Brothers Nels E. and Alex Swanson of Stromsburg, Nebraska took it upon themselves to make a miniature version of an existing car in order to gain notoriety for their skills as automotive engineers. In 1910, they started building a miniature version of an E-M-F 30 Touring Car. The car was exhibited at the Chicago Auto Show in February 1910 and was soon dubbed the "Baby E-M-F". It is considered to be the first scaled-down miniature car ever produced.

== Takeover ==
Studebaker's president Fred Fish (son-in-law of John M. Studebaker), being unhappy with E-M-F's poor quality and lack of management, gained control of the assets and plant facilities (at Detroit and Walkerville, Ontario) in 1910. To remedy the damage done by E-M-F, Studebaker paid mechanics to visit each unsatisfied owner and replace the defective parts in their vehicles at a cost of US$1 million to the company. The E-M-F name continued into 1912 with the Studebaker name becoming more and more prevalent on the cars. In 1913, the E-M-F name was replaced by Studebaker.

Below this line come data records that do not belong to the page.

//! Core data models for the Payroll Run Calculation Engine.
//!
//! This module contains all the domain models used throughout the engine.

mod attendance;
mod employee;
mod loan;
mod pay_period;
mod payslip;
mod run;

pub use attendance::{
    ApprovalStatus, AttendanceDay, LeaveRequest, OvertimeKind, OvertimeRequest,
};
pub use employee::{
    Employee, PayBasis, ProrationPolicy, RecurringDeduction, RecurringEarning,
    RecurringFrequency, WorkSchedule,
};
pub use loan::{Loan, LoanAmortization, LoanPayment, LoanStatus};
pub use pay_period::{
    ContributionSchedule, ContributionTiming, Holiday, HolidayKind, PayFrequency, PayPeriod,
    PayPeriodPattern, PeriodHalf, PeriodStatus,
};
pub use payslip::{
    DeductionSource, Payslip, PayslipDeduction, PayslipEarning, YtdSnapshot, slip_number,
};
pub use run::{
    AdjustmentEntry, PayrollRun, ProcessStep, RunScope, RunStatus, RunTotals, RunType, Step,
    StepStatus,
};
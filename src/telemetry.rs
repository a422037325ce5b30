//! Telemetry initialization (tracing/tracing-subscriber).
//!
//! Behavior:
//! - LOG_LEVEL controls the filter (e.g. "debug" or detailed directives like
//!   "info,question=debug,quiz_backend=debug,tower_http=info,axum=info").
//! - LOG_FORMAT selects "pretty" (default) or "json" structured logs.
//!
//! Notes:
//! - We include targets in the output to disambiguate sources.
//! - Tower HTTP TraceLayer still adds per-request spans; this complements it.

use tracing_subscriber::EnvFilter;

pub fn init_tracing() {
    // Build a single fmt subscriber builder and attach the EnvFilter directly.
    let filter = EnvFilter::try_from_env("LOG_LEVEL").unwrap_or_else(|_| {
        EnvFilter::new("info,question=debug,quiz_backend=debug,tower_http=info,axum=info")
    });

    let builder = tracing_subscriber::fmt()
        .with_env_filter(filter)
        .with_target(true)
        .with_file(true)
        .with_line_number(true);

    // Choose JSON vs pretty; don't try to store different layer types.
    match std::env::var("LOG_FORMAT").as_deref() {
        Ok("json") => {
            builder.json().init();
        }
        _ => {
            builder.init();
        }
    }
}
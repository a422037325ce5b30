//! HTTP endpoint handlers. Thin wrappers over the cache, the question source
//! and the scoreboard store; each handler is instrumented and logs basic
//! result info.

use std::sync::Arc;

use axum::extract::{Query, State};
use axum::response::IntoResponse;
use axum::Json;
use rand::Rng;
use tracing::{info, instrument};

use crate::domain::{Question, ScoreEntry, QUESTION_ID_RANGE, DEFAULT_DIFFICULTY, DEFAULT_ROLE};
use crate::error::AppError;
use crate::prompt::PromptSpec;
use crate::protocol::*;
use crate::state::AppState;

#[instrument(level = "info")]
pub async fn http_health() -> impl IntoResponse {
  Json(HealthOut { ok: true })
}

/// GET /generate-question
///
/// `?role=&difficulty=` is the cached path: one question popped from the
/// per-process batch. `?category=&topic=&topics=&difficulty=` bypasses the
/// cache and generates a single question on the spot.
#[instrument(level = "info", skip(state, q))]
pub async fn http_generate_question(
  State(state): State<Arc<AppState>>,
  Query(q): Query<QuestionQuery>,
) -> Result<Json<Question>, AppError> {
  if q.is_role_request() {
    let cache = state.cache.as_ref().ok_or(AppError::MissingApiKey)?;
    let role = q.role.as_deref().unwrap_or(DEFAULT_ROLE);
    let difficulty = q.difficulty.as_deref().unwrap_or(DEFAULT_DIFFICULTY);
    let question = cache.take(role, difficulty).await?;
    info!(target: "question", %role, %difficulty, id = question.id, topic = %question.topic, "question served from cache");
    Ok(Json(question))
  } else {
    let source = state.source.as_ref().ok_or(AppError::MissingApiKey)?;
    let spec = PromptSpec::for_category(
      q.category.as_deref(),
      q.topic.as_deref(),
      q.topics.as_deref(),
      q.difficulty.as_deref(),
    );
    let mut payloads = source.generate(&spec, 1).await.map_err(AppError::Generation)?;
    let payload = payloads
      .pop()
      .ok_or_else(|| AppError::Generation("model returned no question".into()))?;
    let question = payload.into_question(rand::thread_rng().gen_range(0..QUESTION_ID_RANGE));
    info!(target: "question", category = %spec.category, id = question.id, "question generated directly");
    Ok(Json(question))
  }
}

/// POST /save-score. 400 when name or score is missing; the store is not
/// touched in that case.
#[instrument(level = "info", skip(state, body))]
pub async fn http_save_score(
  State(state): State<Arc<AppState>>,
  Json(body): Json<SaveScoreIn>,
) -> Result<Json<SavedOut>, AppError> {
  let entry = body.into_entry()?;
  state.scoreboard.record(entry)?;
  Ok(Json(SavedOut { message: "Score saved successfully".into() }))
}

/// GET /scoreboard, optionally filtered by `?userId=`.
#[instrument(level = "info", skip(state))]
pub async fn http_get_scoreboard(
  State(state): State<Arc<AppState>>,
  Query(q): Query<ScoreboardQuery>,
) -> Result<Json<Vec<ScoreEntry>>, AppError> {
  let board = state.scoreboard.list(q.user_id.as_deref())?;
  info!(target: "scoreboard", entries = board.len(), filtered = q.user_id.is_some(), "scoreboard served");
  Ok(Json(board))
}
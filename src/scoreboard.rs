//! Flat-file top-10 scoreboard.
//!
//! The whole collection lives in one JSON array on disk. Every update is
//! read-modify-write; writes go to a temp file first and are renamed into
//! place so readers never see a torn file. There is no cross-process
//! locking: concurrent writers are last-writer-wins, a documented limitation
//! of this low-traffic store.

use std::fs;
use std::path::PathBuf;

use tracing::{error, info, instrument};

use crate::domain::ScoreEntry;
use crate::error::AppError;

/// The persisted collection never exceeds this many entries.
pub const MAX_ENTRIES: usize = 10;

#[derive(Clone, Debug)]
pub struct ScoreboardStore {
  path: PathBuf,
}

impl ScoreboardStore {
  pub fn new(path: impl Into<PathBuf>) -> Self {
    Self { path: path.into() }
  }

  /// Append an entry, keep the top 10 sorted descending by score, persist.
  /// The sort is stable, so an equal score ranks below earlier entries.
  #[instrument(level = "info", skip(self, entry), fields(name = %entry.name, score = entry.score))]
  pub fn record(&self, entry: ScoreEntry) -> Result<(), AppError> {
    let result = (|| -> Result<usize, String> {
      let mut board = self.read_entries()?;
      board.push(entry);
      board.sort_by(|a, b| b.score.cmp(&a.score));
      board.truncate(MAX_ENTRIES);
      self.write_entries(&board)?;
      Ok(board.len())
    })();

    match result {
      Ok(len) => {
        info!(target: "scoreboard", entries = len, path = %self.path.display(), "score recorded");
        Ok(())
      }
      Err(e) => {
        error!(target: "scoreboard", error = %e, path = %self.path.display(), "failed to save score");
        Err(AppError::Storage("Error saving score".into()))
      }
    }
  }

  /// The stored collection as-is, optionally filtered by userId. A missing
  /// file is an empty board, not an error.
  #[instrument(level = "debug", skip(self))]
  pub fn list(&self, user_id: Option<&str>) -> Result<Vec<ScoreEntry>, AppError> {
    let board = self.read_entries().map_err(|e| {
      error!(target: "scoreboard", error = %e, path = %self.path.display(), "failed to read scoreboard");
      AppError::Storage("Error reading scoreboard".into())
    })?;
    Ok(match user_id {
      Some(uid) => board
        .into_iter()
        .filter(|e| e.user_id.as_deref() == Some(uid))
        .collect(),
      None => board,
    })
  }

  fn read_entries(&self) -> Result<Vec<ScoreEntry>, String> {
    if !self.path.exists() {
      return Ok(Vec::new());
    }
    let data = fs::read_to_string(&self.path).map_err(|e| e.to_string())?;
    serde_json::from_str(&data).map_err(|e| e.to_string())
  }

  /// Write-to-temp-then-rename so a crash mid-write cannot corrupt the board.
  fn write_entries(&self, entries: &[ScoreEntry]) -> Result<(), String> {
    if let Some(parent) = self.path.parent() {
      if !parent.as_os_str().is_empty() {
        fs::create_dir_all(parent).map_err(|e| e.to_string())?;
      }
    }
    let json = serde_json::to_string_pretty(entries).map_err(|e| e.to_string())?;
    let tmp = self.path.with_extension("json.tmp");
    fs::write(&tmp, json).map_err(|e| e.to_string())?;
    fs::rename(&tmp, &self.path).map_err(|e| e.to_string())
  }
}
//! Service configuration: prompt templates (TOML-overridable) and env-derived
//! cache/storage settings.
//!
//! See `Prompts` for the expected TOML schema under `[prompts]`.

use std::path::PathBuf;
use std::str::FromStr;
use std::time::Duration;

use serde::Deserialize;
use tracing::{error, info};

#[derive(Clone, Debug, Deserialize, Default)]
pub struct QuizConfig {
  #[serde(default)]
  pub prompts: Prompts,
}

/// Prompt fragments used to build the generation instruction. Defaults match
/// the production prompt; override them in TOML if you need to tune tone or
/// the requested JSON shape.
///
/// Placeholders: `{count}` and `{noun}` ("question"/"questions").
#[derive(Clone, Debug, Deserialize)]
pub struct Prompts {
  pub question_preamble: String,
  pub question_rules: String,
  pub shape_object: String,
  pub shape_array: String,
}

impl Default for Prompts {
  fn default() -> Self {
    Self {
      question_preamble: "You are an expert in software engineering and DevOps. Generate {count} multiple-choice {noun} about realistic software engineering impact scenarios.".into(),
      question_rules: "The {noun} must describe a detailed, real-world software engineering scenario and ask the user to guess its potential impact. Provide four impact levels as options: 'Low', 'Medium', 'High', and 'Critical'. Ensure the scenario is plausible and the correct answer is well-justified (though the justification is not part of the output).".into(),
      shape_object: "The output must be a valid, complete JSON object with the following structure: { \"id\": number, \"category\": string, \"topic\": string, \"question\": string, \"options\": [\"Low\", \"Medium\", \"High\", \"Critical\"], \"correctAnswer\": string }.".into(),
      shape_array: "The output must be a valid, complete JSON array of exactly {count} objects, each with the following structure: { \"id\": number, \"category\": string, \"topic\": string, \"question\": string, \"options\": [\"Low\", \"Medium\", \"High\", \"Critical\"], \"correctAnswer\": string }. Do not include any text outside the JSON array.".into(),
    }
  }
}

/// Attempt to load `QuizConfig` from QUIZ_CONFIG_PATH. On any parsing/IO
/// error, returns None and the compiled-in defaults apply.
pub fn load_quiz_config_from_env() -> Option<QuizConfig> {
  let path = std::env::var("QUIZ_CONFIG_PATH").ok()?;
  match std::fs::read_to_string(&path) {
    Ok(s) => match toml::from_str::<QuizConfig>(&s) {
      Ok(cfg) => {
        info!(target: "quiz_backend", %path, "Loaded quiz config (TOML)");
        Some(cfg)
      }
      Err(e) => {
        error!(target: "quiz_backend", %path, error = %e, "Failed to parse TOML config");
        None
      }
    },
    Err(e) => {
      error!(target: "quiz_backend", %path, error = %e, "Failed to read TOML config file");
      None
    }
  }
}

/// Cache and storage tuning, read from env with defaults.
#[derive(Clone, Debug)]
pub struct Settings {
  pub scoreboard_path: PathBuf,
  pub question_ttl: Duration,
  pub low_water: usize,
  pub batch_size: usize,
}

impl Settings {
  pub fn from_env() -> Self {
    Self {
      scoreboard_path: std::env::var("SCOREBOARD_PATH")
        .unwrap_or_else(|_| "./data/scoreboard.json".into())
        .into(),
      question_ttl: Duration::from_secs(env_parse("QUESTION_TTL_SECS", 300)),
      low_water: env_parse("QUESTION_LOW_WATER", 2),
      batch_size: env_parse("QUESTION_BATCH_SIZE", 5),
    }
  }
}

fn env_parse<T: FromStr>(key: &str, default: T) -> T {
  std::env::var(key)
    .ok()
    .and_then(|v| v.parse::<T>().ok())
    .unwrap_or(default)
}
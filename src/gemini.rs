//! Minimal Gemini client for our use-case.
//!
//! We only call `models/{model}:generateContent` with a single text part and
//! read back the first candidate's text. Calls are instrumented and log model
//! names, latencies, and token usage (not contents).
//!
//! NOTE: We never log the API key; it travels in the `x-goog-api-key` header,
//! not the URL.

use std::time::Duration;

use reqwest::header::{CONTENT_TYPE, USER_AGENT};
use serde::{Deserialize, Serialize};
use tracing::{debug, info, instrument, warn};

use crate::cache::{BoxFuture, QuestionSource};
use crate::config::Prompts;
use crate::domain::QuestionPayload;
use crate::parser::{extract_json, questions_from_value};
use crate::prompt::{build_question_prompt, PromptSpec};
use crate::util::trunc_for_log;

const API_KEY_HEADER: &str = "x-goog-api-key";

#[derive(Clone)]
pub struct Gemini {
  pub client: reqwest::Client,
  pub api_key: String,
  pub base_url: String,
  pub model: String,
}

impl Gemini {
  /// Construct the client if we find GEMINI_API_KEY; otherwise return None.
  pub fn from_env() -> Option<Self> {
    let api_key = std::env::var("GEMINI_API_KEY").ok()?;
    let base_url = std::env::var("GEMINI_BASE_URL")
      .unwrap_or_else(|_| "https://generativelanguage.googleapis.com/v1beta".into());
    let model =
      std::env::var("GEMINI_MODEL").unwrap_or_else(|_| "gemini-1.5-flash-latest".into());

    let client = reqwest::Client::builder()
      .timeout(Duration::from_secs(20))
      .build()
      .ok()?;

    Some(Self { client, api_key, base_url, model })
  }

  /// One-shot text generation. No retry; transport and quota errors surface
  /// as a single error string with the upstream message when parseable.
  #[instrument(level = "info", skip(self, prompt), fields(model = %self.model, prompt_len = prompt.len()))]
  pub async fn generate_text(&self, prompt: &str, temperature: f32) -> Result<String, String> {
    let url = format!("{}/models/{}:generateContent", self.base_url, self.model);
    let req = GenerateContentRequest {
      contents: vec![Content { parts: vec![Part { text: prompt.to_string() }] }],
      generation_config: Some(GenerationConfig { temperature }),
    };

    let start = std::time::Instant::now();
    let res = self
      .client
      .post(&url)
      .header(USER_AGENT, "impact-quiz-backend/0.1")
      .header(CONTENT_TYPE, "application/json")
      .header(API_KEY_HEADER, &self.api_key)
      .json(&req)
      .send()
      .await
      .map_err(|e| e.to_string())?;

    if !res.status().is_success() {
      let status = res.status();
      let body = res.text().await.unwrap_or_default();
      let msg = extract_gemini_error(&body).unwrap_or(body);
      return Err(format!("Gemini HTTP {}: {}", status, msg));
    }

    let body: GenerateContentResponse = res.json().await.map_err(|e| e.to_string())?;
    if let Some(usage) = &body.usage_metadata {
      info!(
        prompt_tokens = ?usage.prompt_token_count,
        candidate_tokens = ?usage.candidates_token_count,
        total_tokens = ?usage.total_token_count,
        "Gemini usage"
      );
    }

    let text = body
      .candidates
      .into_iter()
      .next()
      .and_then(|c| c.content)
      .map(|c| c.parts.into_iter().map(|p| p.text).collect::<String>())
      .unwrap_or_default();

    let elapsed = start.elapsed();
    info!(?elapsed, response_len = text.len(), "Gemini response received");
    if text.trim().is_empty() {
      return Err("Gemini returned an empty response".into());
    }
    Ok(text)
  }
}

/// Production `QuestionSource`: prompt build → Gemini call → JSON extraction
/// → schema validation. Invalid items are dropped with a warning; an all-bad
/// batch counts as a generation failure.
#[derive(Clone)]
pub struct GeminiQuestionSource {
  pub gemini: Gemini,
  pub prompts: Prompts,
}

impl QuestionSource for GeminiQuestionSource {
  fn generate(&self, spec: &PromptSpec, count: usize) -> BoxFuture<Result<Vec<QuestionPayload>, String>> {
    let this = self.clone();
    let spec = spec.clone();
    Box::pin(async move {
      let prompt = build_question_prompt(&this.prompts, &spec, count);
      let raw = this.gemini.generate_text(&prompt, 0.9).await?;
      debug!(target: "question", raw_preview = %trunc_for_log(&raw, 160), "raw model response");

      let value = extract_json(&raw)?;
      let payloads = questions_from_value(value)?;
      let total = payloads.len();
      let valid: Vec<QuestionPayload> = payloads
        .into_iter()
        .filter(|p| match p.validate() {
          Ok(()) => true,
          Err(e) => {
            warn!(target: "question", error = %e, "dropping invalid question from batch");
            false
          }
        })
        .collect();

      if valid.is_empty() {
        return Err(format!("model returned {} question(s), none passed validation", total));
      }
      Ok(valid)
    })
  }
}

// --- Wire DTOs (Gemini generateContent) ---

#[derive(Serialize)]
struct GenerateContentRequest {
  contents: Vec<Content>,
  #[serde(rename = "generationConfig", skip_serializing_if = "Option::is_none")]
  generation_config: Option<GenerationConfig>,
}

#[derive(Serialize, Deserialize)]
struct Content {
  #[serde(default)]
  parts: Vec<Part>,
}

#[derive(Serialize, Deserialize)]
struct Part {
  #[serde(default)]
  text: String,
}

#[derive(Serialize)]
struct GenerationConfig {
  temperature: f32,
}

#[derive(Deserialize)]
struct GenerateContentResponse {
  #[serde(default)]
  candidates: Vec<Candidate>,
  #[serde(rename = "usageMetadata", default)]
  usage_metadata: Option<UsageMetadata>,
}

#[derive(Deserialize)]
struct Candidate {
  #[serde(default)]
  content: Option<Content>,
}

#[derive(Deserialize)]
struct UsageMetadata {
  #[serde(rename = "promptTokenCount", default)]
  prompt_token_count: Option<u32>,
  #[serde(rename = "candidatesTokenCount", default)]
  candidates_token_count: Option<u32>,
  #[serde(rename = "totalTokenCount", default)]
  total_token_count: Option<u32>,
}

/// Try to extract a clean error message from a Gemini error body.
fn extract_gemini_error(body: &str) -> Option<String> {
  #[derive(Deserialize)]
  struct EWrap {
    error: EObj,
  }
  #[derive(Deserialize)]
  struct EObj {
    message: String,
  }
  match serde_json::from_str::<EWrap>(body) {
    Ok(w) => Some(w.error.message),
    Err(_) => None,
  }
}
//! Impact Quiz · Trivia Game Backend
//!
//! - Axum HTTP API (question generation, scoreboard)
//! - Gemini integration (via environment variables)
//! - Static SPA fallback (./static/index.html)
//!
//! Important env variables:
//!   PORT            : u16 (default 3000)
//!   GEMINI_API_KEY  : enables question generation if present
//!   GEMINI_BASE_URL : default "https://generativelanguage.googleapis.com/v1beta"
//!   GEMINI_MODEL    : default "gemini-1.5-flash-latest"
//!   QUIZ_CONFIG_PATH    : path to TOML config (prompt templates)
//!   SCOREBOARD_PATH     : default "./data/scoreboard.json"
//!   QUESTION_TTL_SECS   : cache batch lifetime (default 300)
//!   QUESTION_LOW_WATER  : background refill threshold (default 2)
//!   QUESTION_BATCH_SIZE : questions per generation call (default 5)
//!   LOG_LEVEL    : tracing filter, e.g. "debug" or full directives
//!   LOG_FORMAT   : "pretty" (default) or "json"

use std::{net::SocketAddr, sync::Arc};
use tokio::net::TcpListener;
use tracing::{info, instrument};

use impact_quiz_backend::routes::build_router;
use impact_quiz_backend::state::AppState;
use impact_quiz_backend::telemetry;

#[instrument(level = "info", skip_all)]
#[tokio::main]
async fn main() -> Result<(), Box<dyn std::error::Error>> {
  telemetry::init_tracing();

  // Build shared application state (cache, Gemini client, scoreboard store).
  let state = Arc::new(AppState::new());

  // Build the HTTP router with routes, CORS and tracing layers.
  let app = build_router(state.clone());

  // Read port from env or default to 3000.
  let addr: SocketAddr = std::env::var("PORT")
    .ok()
    .and_then(|p| p.parse::<u16>().ok())
    .map(|port| SocketAddr::from(([0, 0, 0, 0], port)))
    .unwrap_or_else(|| SocketAddr::from(([0, 0, 0, 0], 3000)));

  let listener = TcpListener::bind(addr).await?;
  info!(target: "quiz_backend", %addr, "HTTP server listening");
  axum::serve(listener, app).await?;
  Ok(())
}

Problems aside, E-M-F vehicles had sold well in the growing marketplace. In 1909 E-M-F placed fourth (producing 7,960 vehicles) in total US automobile production, behind that of Ford Motor Company, Buick, and Maxwell, with Cadillac fifth. In 1910 the firm built 15,020 vehicles and again held on to fourth place behind Ford, Buick, and Overland. In 1911, the firm placed second in overall assemblies with 26,827 automobiles produced for the year. In his history of E-M-F, Anthony Yanik stated Studebaker built its strong automotive base "on the shoulders of E-M-F", having "purchased the entire company for an outrageous price in 1910". However, the E-M-F production figures had been underpinned by Studebaker's vast resources, and sales were largely dependent on Studebaker's reputation and marketing network.

Flanders also ran the short-lived Flanders Automobile Company, which produced cars wholly based on previous E-M-F designs. The Flanders company was absorbed into Maxwell Motor Company (Incorporated) which was reorganized out of the assets of the United States Motor Company in 1913.

On June 20, 2005, the E-M-F (and previously Wayne Automobile) Detroit plant on Piquette Avenue and John R. Street caught fire and within a few hours it was gone. The five-alarm fire nearly spread to the Ford Piquette Avenue Plant where Henry Ford built the first Model T.